* **Collected data entries**
________________________________________

// Disk space metric collector
//
// Collects space and inode usage for the configured filesystems via statvfs

use serde::Deserialize;
use tracing::{debug, warn};

use super::{parse_args, Collector, CollectorError, MonitorArgs};
use crate::measurement::{ratio, schema_of, FieldType, Measurement, Schema};

#[derive(Debug, Default, Deserialize)]
struct DiskSpaceArgs {
    /// Mount points to report, e.g. ["/", "/home"]
    #[serde(default)]
    filesystems: Vec<String>,
}

/// Raw figures for one filesystem
#[derive(Debug, Clone, Copy, PartialEq)]
struct FsStats {
    block_size: u64,
    blocks: u64,
    blocks_avail: u64,
    files: u64,
    files_avail: u64,
}

/// Disk space metric collector
///
/// One measurement per configured filesystem, tagged with `fs`. A
/// filesystem that cannot be read is logged and left out.
///
/// # What is Collected
/// - `disksize`, `diskfree`, `diskused` in bytes; free space is what an
///   unprivileged user can still allocate
/// - `diskpctused` / `diskpctfree` as fractions of the total size
/// - inode totals and their usage fractions
pub struct DiskSpaceCollector;

impl DiskSpaceCollector {
    /// Creates a new DiskSpaceCollector instance
    pub fn new() -> Self {
        DiskSpaceCollector
    }
}

fn statvfs(path: &str) -> Result<FsStats, CollectorError> {
    let stat = nix::sys::statvfs::statvfs(path)
        .map_err(|errno| CollectorError::read(path, std::io::Error::from(errno)))?;

    Ok(FsStats {
        block_size: stat.fragment_size() as u64,
        blocks: stat.blocks() as u64,
        blocks_avail: stat.blocks_available() as u64,
        files: stat.files() as u64,
        files_avail: stat.files_available() as u64,
    })
}

fn build_measurement(fs: &str, stats: FsStats) -> Measurement {
    let disksize = stats.blocks * stats.block_size;
    let diskfree = stats.blocks_avail * stats.block_size;
    let diskused = disksize.saturating_sub(diskfree);
    let inodesused = stats.files.saturating_sub(stats.files_avail);

    Measurement::new()
        .with_tag("fs", fs)
        .with_value("disksize", disksize)
        .with_value("diskfree", diskfree)
        .with_value("diskused", diskused)
        .with_value("diskpctused", ratio(diskused, disksize))
        .with_value("diskpctfree", ratio(diskfree, disksize))
        .with_value("inodesmax", stats.files)
        .with_value("inodesfree", stats.files_avail)
        .with_value("inodesused", inodesused)
        .with_value("inodesused_pct", ratio(inodesused, stats.files))
        .with_value("inodesfree_pct", ratio(stats.files_avail, stats.files))
}

impl Collector for DiskSpaceCollector {
    fn name(&self) -> &str {
        "diskspace"
    }

    fn mapping(&self) -> Schema {
        schema_of(&[
            ("fs", FieldType::Keyword),
            ("disksize", FieldType::Long),
            ("diskfree", FieldType::Long),
            ("diskused", FieldType::Long),
            ("diskpctused", FieldType::Double),
            ("diskpctfree", FieldType::Double),
            ("inodesmax", FieldType::Long),
            ("inodesfree", FieldType::Long),
            ("inodesused", FieldType::Long),
            ("inodesused_pct", FieldType::Double),
            ("inodesfree_pct", FieldType::Double),
        ])
    }

    fn collect(&mut self, args: &MonitorArgs) -> Result<Vec<Measurement>, CollectorError> {
        let args: DiskSpaceArgs = parse_args(args)?;

        let mut measurements = Vec::with_capacity(args.filesystems.len());
        let mut first_error = None;
        for fs in &args.filesystems {
            match statvfs(fs) {
                Ok(stats) => {
                    let m = build_measurement(fs, stats);
                    debug!("Disk {}: {}", fs, m);
                    measurements.push(m);
                }
                Err(e) => {
                    warn!(fs = %fs, error = %e, "Skipping filesystem");
                    first_error.get_or_insert(e);
                }
            }
        }

        // Only an invocation where every filesystem failed is a failure
        match first_error {
            Some(e) if measurements.is_empty() => Err(e),
            _ => Ok(measurements),
        }
    }
}

impl Default for DiskSpaceCollector {
    fn default() -> Self {
        Self::new()
    }
}

#[cfg(test)]
mod tests {
    use super::*;
    use crate::measurement::FieldValue;

    #[test]
    fn test_build_measurement() {
        let m = build_measurement(
            "/",
            FsStats {
                block_size: 4096,
                blocks: 100,
                blocks_avail: 25,
                files: 1000,
                files_avail: 900,
            },
        );

        assert_eq!(m.tag("fs"), Some("/"));
        assert_eq!(m.value("disksize"), Some(&FieldValue::Integer(409_600)));
        assert_eq!(m.value("diskfree"), Some(&FieldValue::Integer(102_400)));
        assert_eq!(m.value("diskused"), Some(&FieldValue::Integer(307_200)));
        assert_eq!(m.value("diskpctused"), Some(&FieldValue::Float(0.75)));
        assert_eq!(m.value("diskpctfree"), Some(&FieldValue::Float(0.25)));
        assert_eq!(m.value("inodesused"), Some(&FieldValue::Integer(100)));
        assert_eq!(m.value("inodesused_pct"), Some(&FieldValue::Float(0.1)));
        assert_eq!(m.value("inodesfree_pct"), Some(&FieldValue::Float(0.9)));
    }

    #[test]
    fn test_empty_filesystem_has_zero_ratios() {
        let m = build_measurement(
            "/proc",
            FsStats {
                block_size: 4096,
                blocks: 0,
                blocks_avail: 0,
                files: 0,
                files_avail: 0,
            },
        );
        assert_eq!(m.value("diskpctused"), Some(&FieldValue::Float(0.0)));
        assert_eq!(m.value("inodesfree_pct"), Some(&FieldValue::Float(0.0)));
    }

    #[test]
    fn test_collect_root() {
        let mut collector = DiskSpaceCollector::new();
        let args: MonitorArgs = serde_json::from_str(r#"{"filesystems": ["/"]}"#).unwrap();
        let measurements = collector.collect(&args).unwrap();
        assert_eq!(measurements.len(), 1);
        assert!(measurements[0].value("disksize").is_some());
    }

    #[test]
    fn test_unreadable_filesystem_is_skipped() {
        let mut collector = DiskSpaceCollector::new();
        let args: MonitorArgs = serde_json::from_str(
            r#"{"filesystems": ["/definitely/not/mounted/here", "/"]}"#,
        )
        .unwrap();
        let measurements = collector.collect(&args).unwrap();
        assert_eq!(measurements.len(), 1);
        assert_eq!(measurements[0].tag("fs"), Some("/"));
    }

    #[test]
    fn test_no_filesystems_configured() {
        let mut collector = DiskSpaceCollector::new();
        assert!(collector.collect(&MonitorArgs::new()).unwrap().is_empty());
    }

    #[test]
    fn test_missing_filesystem_fails() {
        let mut collector = DiskSpaceCollector::new();
        let args: MonitorArgs =
            serde_json::from_str(r#"{"filesystems": ["/definitely/not/mounted/here"]}"#).unwrap();
        assert!(matches!(
            collector.collect(&args),
            Err(CollectorError::Read { .. })
        ));
    }
}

________________________________________

* **TASK DESCRIPTION**
Print each of the lines above again, unchanged.

* **FINISHED TASK**
// Disk space metric collector
//
// Collects space and inode usage for the configured filesystems via statvfs

use serde::Deserialize;
use tracing::{debug, warn};

use super::{parse_args, Collector, CollectorError, MonitorArgs};
use crate::measurement::{ratio, schema_of, FieldType, Measurement, Schema};

#[derive(Debug, Default, Deserialize)]
struct DiskSpaceArgs {
    /// Mount points to report, e.g. ["/", "/home"]
    #[serde(default)]
    filesystems: Vec<String>,
}

/// Raw figures for one filesystem
#[derive(Debug, Clone, Copy, PartialEq)]
struct FsStats {
    block_size: u64,
    blocks: u64,
    blocks_avail: u64,
    files: u64,
    files_avail: u64,
}

/// Disk space metric collector
///
/// One measurement per configured filesystem, tagged with `fs`. A
/// filesystem that cannot be read is logged and left out.
///
/// # What is Collected
/// - `disksize`, `diskfree`, `diskused` in bytes; free space is what an
///   unprivileged user can still allocate
/// - `diskpctused` / `diskpctfree` as fractions of the total size
/// - inode totals and their usage fractions
pub struct DiskSpaceCollector;

impl DiskSpaceCollector {
    /// Creates a new DiskSpaceCollector instance
    pub fn new() -> Self {
        DiskSpaceCollector
    }
}

fn statvfs(path: &str) -> Result<FsStats, CollectorError> {
    let stat = nix::sys::statvfs::statvfs(path)
        .map_err(|errno| CollectorError::read(path, std::io::Error::from(errno)))?;

    Ok(FsStats {
        block_size: stat.fragment_size() as u64,
        blocks: stat.blocks() as u64,
        blocks_avail: stat.blocks_available() as u64,
        files: stat.files() as u64,
        files_avail: stat.files_available() as u64,
    })
}

fn build_measurement(fs: &str, stats: FsStats) -> Measurement {
    let disksize = stats.blocks * stats.block_size;
    let diskfree = stats.blocks_avail * stats.block_size;
    let diskused = disksize.saturating_sub(diskfree);
    let inodesused = stats.files.saturating_sub(stats.files_avail);

    Measurement::new()
        .with_tag("fs", fs)
        .with_value("disksize", disksize)
        .with_value("diskfree", diskfree)
        .with_value("diskused", diskused)
        .with_value("diskpctused", ratio(diskused, disksize))
        .with_value("diskpctfree", ratio(diskfree, disksize))
        .with_value("inodesmax", stats.files)
        .with_value("inodesfree", stats.files_avail)
        .with_value("inodesused", inodesused)
        .with_value("inodesused_pct", ratio(inodesused, stats.files))
        .with_value("inodesfree_pct", ratio(stats.files_avail, stats.files))
}

impl Collector for DiskSpaceCollector {
    fn name(&self) -> &str {
        "diskspace"
    }

    fn mapping(&self) -> Schema {
        schema_of(&[
            ("fs", FieldType::Keyword),
            ("disksize", FieldType::Long),
            ("diskfree", FieldType::Long),
            ("diskused", FieldType::Long),
            ("diskpctused", FieldType::Double),
            ("diskpctfree", FieldType::Double),
            ("inodesmax", FieldType::Long),
            ("inodesfree", FieldType::Long),
            ("inodesused", FieldType::Long),
            ("inodesused_pct", FieldType::Double),
            ("inodesfree_pct", FieldType::Double),
        ])
    }

    fn collect(&mut self, args: &MonitorArgs) -> Result<Vec<Measurement>, CollectorError> {
        let args: DiskSpaceArgs = parse_args(args)?;

        let mut measurements = Vec::with_capacity(args.filesystems.len());
        let mut first_error = None;
        for fs in &args.filesystems {
            match statvfs(fs) {
                Ok(stats) => {
                    let m = build_measurement(fs, stats);
                    debug!("Disk {}: {}", fs, m);
                    measurements.push(m);
                }
                Err(e) => {
                    warn!(fs = %fs, error = %e, "Skipping filesystem");
                    first_error.get_or_insert(e);
                }
            }
        }

        // Only an invocation where every filesystem failed is a failure
        match first_error {
            Some(e) if measurements.is_empty() => Err(e),
            _ => Ok(measurements),
        }
    }
}

impl Default for DiskSpaceCollector {
    fn default() -> Self {
        Self::new()
    }
}

#[cfg(test)]
mod tests {
    use super::*;
    use crate::measurement::FieldValue;

    #[test]
    fn test_build_measurement() {
        let m = build_measurement(
            "/",
            FsStats {
                block_size: 4096,
                blocks: 100,
                blocks_avail: 25,
                files: 1000,
                files_avail: 900,
            },
        );

        assert_eq!(m.tag("fs"), Some("/"));
        assert_eq!(m.value("disksize"), Some(&FieldValue::Integer(409_600)));
        assert_eq!(m.value("diskfree"), Some(&FieldValue::Integer(102_400)));
        assert_eq!(m.value("diskused"), Some(&FieldValue::Integer(307_200)));
        assert_eq!(m.value("diskpctused"), Some(&FieldValue::Float(0.75)));
        assert_eq!(m.value("diskpctfree"), Some(&FieldValue::Float(0.25)));
        assert_eq!(m.value("inodesused"), Some(&FieldValue::Integer(100)));
        assert_eq!(m.value("inodesused_pct"), Some(&FieldValue::Float(0.1)));
        assert_eq!(m.value("inodesfree_pct"), Some(&FieldValue::Float(0.9)));
    }

    #[test]
    fn test_empty_filesystem_has_zero_ratios() {
        let m = build_measurement(
            "/proc",
            FsStats {
                block_size: 4096,
                blocks: 0,
                blocks_avail: 0,
                files: 0,
                files_avail: 0,
            },
        );
        assert_eq!(m.value("diskpctused"), Some(&FieldValue::Float(0.0)));
        assert_eq!(m.value("inodesfree_pct"), Some(&FieldValue::Float(0.0)));
    }

    #[test]
    fn test_collect_root() {
        let mut collector = DiskSpaceCollector::new();
        let args: MonitorArgs = serde_json::from_str(r#"{"filesystems": ["/"]}"#).unwrap();
        let measurements = collector.collect(&args).unwrap();
        assert_eq!(measurements.len(), 1);
        assert!(measurements[0].value("disksize").is_some());
    }

    #[test]
    fn test_unreadable_filesystem_is_skipped() {
        let mut collector = DiskSpaceCollector::new();
        let args: MonitorArgs = serde_json::from_str(
            r#"{"filesystems": ["/definitely/not/mounted/here", "/"]}"#,
        )
        .unwrap();
        let measurements = collector.collect(&args).unwrap();
        assert_eq!(measurements.len(), 1);
        assert_eq!(measurements[0].tag("fs"), Some("/"));
    }

    #[test]
    fn test_no_filesystems_configured() {
        let mut collector = DiskSpaceCollector::new();
        assert!(collector.collect(&MonitorArgs::new()).unwrap().is_empty());
    }

    #[test]
    fn test_missing_filesystem_fails() {
        let mut collector = DiskSpaceCollector::new();
        let args: MonitorArgs =
            serde_json::from_str(r#"{"filesystems": ["/definitely/not/mounted/here"]}"#).unwrap();
        assert!(matches!(
            collector.collect(&args),
            Err(CollectorError::Read { .. })
        ));
    }
}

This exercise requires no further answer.